Читаем Транскрипции программы Один с сайта «Эхо Москвы». 2016 Январь-Июнь полностью

Конечно, нетерпение не было главной проблемой людей 1 марта и вообще людей 80-х годов. Но вот вещь, которая для меня несомненна. Конечно, они были страшно самонадеянны во многих отношениях, и узки, и ограниченны, и в них была революционная бесовщина. Но была в них и святость — та святость, которую, наверное, Достоевский не видел. Луначарский считает, что он её видел и вот так её преломил. Мне кажется, что люди 1 марта были больше похожи на то, какими они изображены у Трифонова.

Не будем забывать, в каком контексте Трифонов писал «Нетерпение». Ведь это классическая книга 70-х годов — душных, переломных 70-х годов, которые опять поманили надеждами и опять разбились. Это книга 1973 года, каким-то чудом вышедшая в серии «Пламенные революционеры», где все диссиденты — от Окуджавы до Гладилина, от Войновича до Аксёнова — отметились романами. Они в этой серии не просто приспосабливались к действительности, конечно нет. Это не была конъюнктура. Это была попытка разобраться с собственными шестидесятническими иллюзиями. И «Евангелие от Робеспьера» Гладилина, и замечательный роман Житинского о Людвике Варынском (сейчас не припомню его название). Там много было удивительных текстов. Это всё были попытки разобраться с собственным отношением к революции. Разобраться до конца не получилось, потому что диалектика русского и советского, например, в мировоззрении Трифонова очень сложна (и в мировоззрении Окуджавы, кстати говоря, тоже).

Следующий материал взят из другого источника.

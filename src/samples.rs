use crate::errors::{PipelineError, Result};
use crate::utils::{dedup_preserving_order, open_file, parse_comma_separated_list};
use std::io::{BufRead, BufReader};
use std::path::Path;

/// How the raw group argument was interpreted.
#[derive(Debug, Clone, Copy, PartialEq, Eq)]
pub enum ResolutionMode {
    /// A comma separated list given on the command line.
    Inline,
    /// A path to a text file with one sample name per line.
    File,
}

impl ResolutionMode {
    pub fn from_flag(use_sample_files: bool) -> Self {
        if use_sample_files {
            ResolutionMode::File
        } else {
            ResolutionMode::Inline
        }
    }
}

/// One comparison arm, before it is folded into a run specification.
#[derive(Debug, Clone, PartialEq, Eq)]
pub struct SampleGroup {
    pub mode: ResolutionMode,
    pub samples: Vec<String>,
}

impl SampleGroup {
    pub fn into_samples(self) -> Vec<String> {
        self.samples
    }
}

/// Resolves a group argument into an ordered list of unique sample names.
///
/// Inline input is split on commas; file input is read line by line. In both
/// cases surrounding whitespace is stripped, blank entries are dropped and
/// repeated names are kept only at their first position.
pub fn resolve(raw_input: &str, use_sample_files: bool) -> Result<Vec<String>> {
    resolve_group(raw_input, use_sample_files).map(SampleGroup::into_samples)
}

pub fn resolve_group(raw_input: &str, use_sample_files: bool) -> Result<SampleGroup> {
    let mode = ResolutionMode::from_flag(use_sample_files);
    let raw = match mode {
        ResolutionMode::Inline => parse_comma_separated_list(raw_input),
        ResolutionMode::File => read_sample_file(Path::new(raw_input))?,
    };

    let listed = raw.len();
    let samples = dedup_preserving_order(raw);
    if samples.len() < listed {
        log::debug!(
            "dropped {} duplicate sample name(s) from '{}'",
            listed - samples.len(),
            raw_input
        );
    }

    if samples.is_empty() {
        return Err(PipelineError::EmptyGroup(raw_input.to_string()));
    }

    Ok(SampleGroup { mode, samples })
}

fn read_sample_file(path: &Path) -> Result<Vec<String>> {
    let file = open_file(path).map_err(|_| PipelineError::InputNotFound(path.to_path_buf()))?;
    let reader = BufReader::new(file);

    let mut samples = Vec::new();
    for line in reader.lines() {
        let line = line.map_err(|_| PipelineError::InputNotFound(path.to_path_buf()))?;
        let name = line.trim();
        if !name.is_empty() {
            samples.push(name.to_string());
        }
    }
    Ok(samples)
}
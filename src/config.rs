use crate::args::RunInputs;
use crate::errors::{PipelineError, Result};
use crate::samples::resolve;
use crate::utils::{absolute_path, create_dir};
use clap::ValueEnum;
use serde::{Deserialize, Serialize};
use std::collections::HashSet;
use std::fmt::{self, Write as _};
use std::fs;
use std::io::{self, Write};
use std::num::NonZeroU32;
use std::path::{Path, PathBuf};

/// Reference build used for annotation by the workflow.
#[derive(
    Debug,
    Copy,
    Clone,
    PartialEq,
    Eq,
    PartialOrd,
    Ord,
    Hash,
    Default,
    ValueEnum,
    Serialize,
    Deserialize,
)]
#[serde(rename_all = "lowercase")]
pub enum GenomeBuild {
    Hg19,
    #[default]
    Hg38,
}

impl fmt::Display for GenomeBuild {
    fn fmt(&self, f: &mut fmt::Formatter<'_>) -> fmt::Result {
        write!(
            f,
            "{}",
            match self {
                GenomeBuild::Hg19 => "hg19",
                GenomeBuild::Hg38 => "hg38",
            }
        )
    }
}

/// Everything the workflow needs to know about one run.
///
/// A specification is built once (by [`synthesize`] or [`create_config`]),
/// written once and afterwards only read. Changing a run means writing a new
/// file, so the fields are only reachable through accessors. All paths are
/// absolute, so a config means the same run from any working directory.
#[derive(Debug, Clone, PartialEq, Eq, Deserialize)]
#[serde(deny_unknown_fields)]
pub struct RunSpecification {
    genome_build: GenomeBuild,
    cores_per_job: NonZeroU32,
    fastq_dir: PathBuf,
    reference_fasta: PathBuf,
    output_dir: PathBuf,
    group1: Vec<String>,
    group2: Vec<String>,
}

impl RunSpecification {
    pub fn genome_build(&self) -> GenomeBuild {
        self.genome_build
    }

    pub fn cores_per_job(&self) -> NonZeroU32 {
        self.cores_per_job
    }

    pub fn fastq_dir(&self) -> &Path {
        &self.fastq_dir
    }

    pub fn reference_fasta(&self) -> &Path {
        &self.reference_fasta
    }

    pub fn output_dir(&self) -> &Path {
        &self.output_dir
    }

    pub fn group1(&self) -> &[String] {
        &self.group1
    }

    pub fn group2(&self) -> &[String] {
        &self.group2
    }

    /// Renders the config file handed to the workflow engine.
    ///
    /// Sample names are always written as double-quoted scalars. Snakemake
    /// reads the file with YAML 1.1 rules, under which plain `yes`, `off` or
    /// `1_000` would stop being strings.
    pub fn to_yaml(&self) -> Result<String> {
        let mut yaml = serde_yaml::to_string(&SettingsSection {
            genome_build: self.genome_build,
            cores_per_job: self.cores_per_job,
            fastq_dir: &self.fastq_dir,
            reference_fasta: &self.reference_fasta,
            output_dir: &self.output_dir,
        })?;
        for (key, group) in [("group1", &self.group1), ("group2", &self.group2)] {
            yaml.push_str(key);
            yaml.push_str(":\n");
            for sample in group {
                yaml.push_str("- ");
                yaml.push_str(&quoted_scalar(sample));
                yaml.push('\n');
            }
        }
        Ok(yaml)
    }

    /// Writes the specification to `target`, replacing any existing file.
    ///
    /// The document is written to a temporary file next to `target` and renamed
    /// into place, so readers never see a half-written config.
    pub fn write_to(&self, target: &Path) -> Result<()> {
        let yaml = self.to_yaml()?;
        let parent = match target.parent() {
            Some(p) if !p.as_os_str().is_empty() => p,
            _ => Path::new("."),
        };
        create_dir(parent).map_err(|e| PipelineError::io(parent, e))?;

        let mut tmp = tempfile::Builder::new()
            .prefix(".diffpipe-")
            .suffix(".yaml.tmp")
            .tempfile_in(parent)
            .map_err(|e| PipelineError::io(parent, e))?;
        tmp.write_all(yaml.as_bytes())
            .and_then(|_| tmp.as_file().sync_all())
            .map_err(|e| PipelineError::io(tmp.path().to_path_buf(), e))?;
        tmp.persist(target)
            .map_err(|e| PipelineError::io(target, e.error))?;
        Ok(())
    }
}

/// Scalar keys of the config file, in file order. The groups follow them.
#[derive(Serialize)]
struct SettingsSection<'a> {
    genome_build: GenomeBuild,
    cores_per_job: NonZeroU32,
    fastq_dir: &'a Path,
    reference_fasta: &'a Path,
    output_dir: &'a Path,
}

/// Quotes `s` as a YAML double-quoted scalar.
fn quoted_scalar(s: &str) -> String {
    let mut out = String::with_capacity(s.len() + 2);
    out.push('"');
    for c in s.chars() {
        match c {
            '"' => out.push_str("\\\""),
            '\\' => out.push_str("\\\\"),
            c if c.is_control() => {
                let _ = write!(out, "\\u{:04x}", c as u32);
            }
            c => out.push(c),
        }
    }
    out.push('"');
    out
}

/// Resolves and validates the run inputs into a specification.
///
/// All checks run before the output directory is created, which is the only
/// side effect of this function. Paths are stored absolute.
pub fn synthesize(inputs: &RunInputs) -> Result<RunSpecification> {
    let group1 = resolve(&inputs.group1, inputs.use_sample_files)?;
    let group2 = resolve(&inputs.group2, inputs.use_sample_files)?;

    for path in [&inputs.fastq_dir, &inputs.reference_fasta] {
        if !path.exists() {
            return Err(PipelineError::InputNotFound(path.clone()));
        }
    }
    check_disjoint(&group1, &group2)?;
    check_output_outside_inputs(&inputs.output_dir, &inputs.fastq_dir)?;
    ensure_output_dir(&inputs.output_dir)?;

    Ok(RunSpecification {
        genome_build: inputs.genome_build,
        cores_per_job: inputs.cores_per_job,
        fastq_dir: absolute_path(&inputs.fastq_dir),
        reference_fasta: absolute_path(&inputs.reference_fasta),
        output_dir: absolute_path(&inputs.output_dir),
        group1,
        group2,
    })
}

/// Builds a specification from `inputs` and writes it to `target_yaml`.
///
/// Running this twice with the same inputs produces identical files.
pub fn create_config(inputs: &RunInputs, target_yaml: &Path) -> Result<RunSpecification> {
    let spec = synthesize(inputs)?;
    spec.write_to(target_yaml)?;
    log::info!(
        "wrote config for {} vs {} sample(s) to {}",
        spec.group1.len(),
        spec.group2.len(),
        target_yaml.display()
    );
    Ok(spec)
}

/// Reads a specification written by [`create_config`].
pub fn load_config(path: &Path) -> Result<RunSpecification> {
    let text = match fs::read_to_string(path) {
        Ok(text) => text,
        Err(e) if e.kind() == io::ErrorKind::NotFound => {
            return Err(PipelineError::ConfigNotFound(path.to_path_buf()))
        }
        Err(e) => return Err(PipelineError::io(path, e)),
    };

    let parse_error = |reason: String| PipelineError::ConfigParseError {
        path: path.to_path_buf(),
        reason,
    };

    let spec: RunSpecification =
        serde_yaml::from_str(&text).map_err(|e| parse_error(e.to_string()))?;

    for (name, group) in [("group1", &spec.group1), ("group2", &spec.group2)] {
        if group.is_empty() {
            return Err(parse_error(format!("{} is empty", name)));
        }
        let mut seen = HashSet::new();
        if let Some(dup) = group.iter().find(|s| !seen.insert(s.as_str())) {
            return Err(parse_error(format!("{} lists '{}' more than once", name, dup)));
        }
    }
    check_disjoint(&spec.group1, &spec.group2).map_err(|e| parse_error(e.to_string()))?;

    Ok(spec)
}

fn check_disjoint(group1: &[String], group2: &[String]) -> Result<()> {
    let second: HashSet<&str> = group2.iter().map(String::as_str).collect();
    let shared: Vec<String> = group1
        .iter()
        .filter(|s| second.contains(s.as_str()))
        .cloned()
        .collect();
    if shared.is_empty() {
        Ok(())
    } else {
        Err(PipelineError::OverlappingGroups(shared))
    }
}

/// Refuses an output directory that is, or lies inside, the FASTQ directory.
///
/// `output_dir` may not exist yet, so it is compared lexically as well as
/// canonically.
fn check_output_outside_inputs(output_dir: &Path, fastq_dir: &Path) -> Result<()> {
    let lexical = |p: &Path| std::path::absolute(p).unwrap_or_else(|_| p.to_path_buf());
    let fastq_forms = [absolute_path(fastq_dir), lexical(fastq_dir)];
    let output_forms = [absolute_path(output_dir), lexical(output_dir)];
    if output_forms
        .iter()
        .any(|out| fastq_forms.iter().any(|fq| out.starts_with(fq)))
    {
        return Err(PipelineError::OutputPathError {
            path: output_dir.to_path_buf(),
            reason: format!("lies inside the FASTQ directory {}", fastq_dir.display()),
        });
    }
    Ok(())
}

fn ensure_output_dir(path: &Path) -> Result<()> {
    if path.exists() && !path.is_dir() {
        return Err(PipelineError::OutputPathError {
            path: path.to_path_buf(),
            reason: "path exists and is not a directory".to_string(),
        });
    }
    create_dir(path).map_err(|e| PipelineError::OutputPathError {
        path: path.to_path_buf(),
        reason: e.to_string(),
    })
}
use crate::config::GenomeBuild;
use crate::engine::SnakemakeEngine;
use crate::review::ShinyServer;
use clap::Args;
use std::num::NonZeroU32;
use std::path::PathBuf;

// Inputs shared by `create-config` and `run-snakemake`. Sample names are
// either comma separated lists or text files with one name per line.
#[derive(Args, Debug, Clone)]
pub struct RunInputs {
    /// Load sample names from text files instead of passing them as a comma separated list.
    #[arg(long)]
    pub use_sample_files: bool,

    /// Build of the reference used for annotation.
    #[arg(
        long = "genome-build",
        alias = "genome_build",
        value_enum,
        default_value_t = GenomeBuild::Hg38
    )]
    pub genome_build: GenomeBuild,

    /// The number of cores to use per job.
    #[arg(long, default_value = "1")]
    pub cores_per_job: NonZeroU32,

    /// Directory holding the FASTQ files of all samples.
    pub fastq_dir: PathBuf,

    /// Reference genome FASTA. Index files are written next to it.
    pub reference_fasta: PathBuf,

    /// First comparison group (comma separated names, or a file with --use-sample-files).
    pub group1: String,

    /// Second comparison group (comma separated names, or a file with --use-sample-files).
    pub group2: String,

    /// Directory receiving all pipeline results.
    pub output_dir: PathBuf,
}

// How to reach the workflow engine.
#[derive(Args, Debug, Clone)]
pub struct EngineArgs {
    /// Snakemake executable.
    #[arg(long = "snakemake", env = "DIFFPIPE_SNAKEMAKE", default_value = "snakemake")]
    pub executable: PathBuf,

    /// Snakefile describing the differential-analysis workflow.
    #[arg(long, env = "DIFFPIPE_SNAKEFILE", default_value = "workflow/Snakefile")]
    pub snakefile: PathBuf,

    /// Extra arguments handed to snakemake unchanged (after `--`).
    #[arg(last = true)]
    pub extra_args: Vec<String>,
}

impl From<EngineArgs> for SnakemakeEngine {
    fn from(item: EngineArgs) -> Self {
        SnakemakeEngine::new(item.executable, item.snakefile).with_extra_args(item.extra_args)
    }
}

// How to start the review application.
#[derive(Args, Debug, Clone)]
pub struct ServerArgs {
    /// Rscript executable.
    #[arg(long, env = "DIFFPIPE_RSCRIPT", default_value = "Rscript")]
    pub rscript: PathBuf,

    /// Directory of the shiny application.
    #[arg(long, env = "DIFFPIPE_SHINY_APP", default_value = "shiny")]
    pub app_dir: PathBuf,
}

impl From<ServerArgs> for ShinyServer {
    fn from(item: ServerArgs) -> Self {
        ShinyServer::new(item.rscript, item.app_dir)
    }
}
pub mod args;
pub mod config;
pub mod engine;
pub mod errors;
pub mod reaper;
pub mod review;
pub mod runner;
pub mod samples;
pub mod utils;

pub use config::{GenomeBuild, RunSpecification};
pub use errors::{PipelineError, Result};
pub use runner::RunOutcome;
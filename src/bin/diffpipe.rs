use anyhow::{bail, Result};
use clap::{Parser, Subcommand};
use diffpipe::args::{EngineArgs, RunInputs, ServerArgs};
use diffpipe::config::create_config;
use diffpipe::engine::SnakemakeEngine;
use diffpipe::reaper::delete_all_output;
use diffpipe::review::{start_review, ShinyServer};
use diffpipe::runner::{run_direct, run_from_config, RunOutcome};
use diffpipe::utils::format_bytes;
use std::io::{self, BufRead, Write};
use std::num::NonZeroU32;
use std::path::PathBuf;
use std::time::Instant;

const DELETE_PROMPT: &str = "Are you sure you want to delete all files generated by the pipeline \
                             (this includes reference indices)?";

#[derive(Parser, Debug, Clone)]
#[clap(
    version,
    about = "Create a config YAML file for running the Snakemake pipeline. Sample names are \
             either passed as comma separated lists or are read from text files if \
             --use-sample-files is set."
)]
struct CreateConfigArgs {
    #[clap(flatten)]
    inputs: RunInputs,

    /// Where to write the config YAML.
    target_yaml: PathBuf,
}

#[derive(Parser, Debug, Clone)]
#[clap(version, about = "Run the Snakemake pipeline using a config file.")]
struct RunFromConfigArgs {
    /// Only dry-run the workflow.
    #[arg(long)]
    dry_run: bool,

    /// The number of cores to use for running the pipeline.
    #[arg(long, default_value = "1")]
    cores: NonZeroU32,

    /// Config YAML written by create-config.
    config_yaml: PathBuf,

    #[clap(flatten)]
    engine: EngineArgs,
}

#[derive(Parser, Debug, Clone)]
#[clap(
    version,
    about = "Run the Snakemake pipeline from the command line without writing a config file."
)]
struct RunArgs {
    /// Only dry-run the pipeline.
    #[arg(long)]
    dry_run: bool,

    /// The number of cores to use for running the pipeline.
    #[arg(long, default_value = "1")]
    cores: NonZeroU32,

    #[clap(flatten)]
    inputs: RunInputs,

    #[clap(flatten)]
    engine: EngineArgs,
}

#[derive(Parser, Debug, Clone)]
#[clap(
    version,
    about = "Remove all files generated by the pipeline. This includes reference genome indices, \
             as well. Use with care!"
)]
struct DeleteArgs {
    /// Only list what would be deleted. Nothing is removed, so there is no prompt.
    #[arg(long)]
    dry_run: bool,

    /// Confirm the action without prompting.
    #[arg(short, long)]
    yes: bool,

    /// Config YAML of the run to clean up.
    config_yaml: PathBuf,
}

#[derive(Parser, Debug, Clone)]
#[clap(version, about = "Start the shiny GUI on folders generated by the snakemake pipeline.")]
struct ShinyArgs {
    /// Host ip for shiny to listen on.
    #[arg(long, default_value = "0.0.0.0")]
    host: String,

    /// Shiny port number.
    #[arg(long, default_value_t = 9898)]
    port: u16,

    /// Output directories of completed runs.
    #[arg(required = true)]
    project_dirs: Vec<PathBuf>,

    #[clap(flatten)]
    server: ServerArgs,
}

#[derive(Parser, Debug)]
#[clap(author, version, about, long_about = None)]
struct Args {
    /// Log debug output.
    #[arg(short, long, global = true)]
    verbose: bool,

    #[clap(subcommand)]
    cmd: Commands,
}

#[derive(Subcommand, Debug)]
enum Commands {
    #[command(alias = "create_config")]
    CreateConfig(CreateConfigArgs),
    #[command(alias = "run_snakemake_from_config")]
    RunSnakemakeFromConfig(RunFromConfigArgs),
    #[command(alias = "run_snakemake")]
    RunSnakemake(RunArgs),
    #[command(alias = "delete_all_output")]
    DeleteAllOutput(DeleteArgs),
    #[command(alias = "run_shiny")]
    RunShiny(ShinyArgs),
}

/// Asks `question` on stderr and reads a yes/no answer from stdin.
fn confirm(question: &str) -> Result<bool> {
    let mut stderr = io::stderr();
    write!(stderr, "{} [y/N]: ", question)?;
    stderr.flush()?;

    let mut answer = String::new();
    io::stdin().lock().read_line(&mut answer)?;
    Ok(matches!(
        answer.trim().to_ascii_lowercase().as_str(),
        "y" | "yes"
    ))
}

fn report_outcome(outcome: RunOutcome) -> Result<()> {
    if let RunOutcome::Planned { summary } = outcome.into_result()? {
        println!("{}", summary);
    } else {
        log::info!("workflow completed");
    }
    Ok(())
}

fn main() -> Result<()> {
    let args = Args::parse();

    env_logger::Builder::new()
        .filter_level(if args.verbose {
            log::LevelFilter::Debug
        } else {
            log::LevelFilter::Info
        })
        .parse_default_env()
        .init();

    match args.cmd {
        Commands::CreateConfig(cmd_args) => {
            create_config(&cmd_args.inputs, &cmd_args.target_yaml)?;
        }
        Commands::RunSnakemakeFromConfig(cmd_args) => {
            let start = Instant::now();
            let engine = SnakemakeEngine::from(cmd_args.engine);
            let outcome = run_from_config(
                &engine,
                &cmd_args.config_yaml,
                cmd_args.dry_run,
                cmd_args.cores,
            )?;
            report_outcome(outcome)?;
            log::info!("run took: {:?}", start.elapsed());
        }
        Commands::RunSnakemake(cmd_args) => {
            let start = Instant::now();
            let engine = SnakemakeEngine::from(cmd_args.engine);
            let outcome = run_direct(&engine, cmd_args.dry_run, cmd_args.cores, &cmd_args.inputs)?;
            report_outcome(outcome)?;
            log::info!("run took: {:?}", start.elapsed());
        }
        Commands::DeleteAllOutput(cmd_args) => {
            if !cmd_args.dry_run && !cmd_args.yes && !confirm(DELETE_PROMPT)? {
                bail!("aborted, nothing was deleted");
            }
            let report = delete_all_output(cmd_args.dry_run, &cmd_args.config_yaml)?;
            if report.dry_run {
                for path in &report.planned {
                    println!("{}", path.display());
                }
                log::info!(
                    "{} path(s) would be deleted, {} in total",
                    report.planned.len(),
                    format_bytes(report.planned_bytes as f64)
                );
            } else {
                log::info!(
                    "deleted {} path(s), {} freed",
                    report.deleted.len(),
                    format_bytes(report.deleted_bytes as f64)
                );
            }
        }
        Commands::RunShiny(cmd_args) => {
            let server = ShinyServer::from(cmd_args.server);
            start_review(&server, &cmd_args.project_dirs, &cmd_args.host, cmd_args.port)?;
        }
    }

    Ok(())
}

И мне кажется, что «Нетерпение» — роман более сочувственный. Мы понимаем, в каких обстоятельствах Алданов писал «Истоки». Алданов был одной из жертв Русской революции, а Аксёнов, Окуджава были детьми этой революции, поэтому их отношение , естественно, разнится. Но мне ближе — и стилистически, ещё раз говорю, и философски — позиция Трифонова просто потому, что это лучше написано. Кроме того, ведь Трифонов не спешит расставлять оценки, Трифонов пытается понять генезис, Трифонов пытается понять, что надо сделать, чтобы это всё не повторялось. Ведь террор (по Трифонову) предстаёт следствием опять незаконченных, недодуманных вещей, недореформированной страны, незаконченных поползновений, пресечённых в зародыше. Вот здесь, мне кажется, речь идёт не только о нетерпении революционеров, а о нетерпении реакционеров, желающих задушить любое начало. В любом случае самый точный анализ 70-х годов дан, мне кажется, у Толстого в «Анне Карениной», но трифоновская позиция к ней близка.

«Верите ли вы, что не прогреми в тот день дважды на Екатерининском канале, если бы Победоносцев не отказался передать письмо Толстого Александру III, — ну, это известное такое письмо, где Толстой пытался отговорить Александра от казни первомартовцев, — и если бы Александр III проникся вдруг высоким смыслом этого письма, верите ли вы, что любое из этих «если» могло бы увести Россию с того поворота, с той исторической развилки, откуда путь был только в катастрофу 1917-го?»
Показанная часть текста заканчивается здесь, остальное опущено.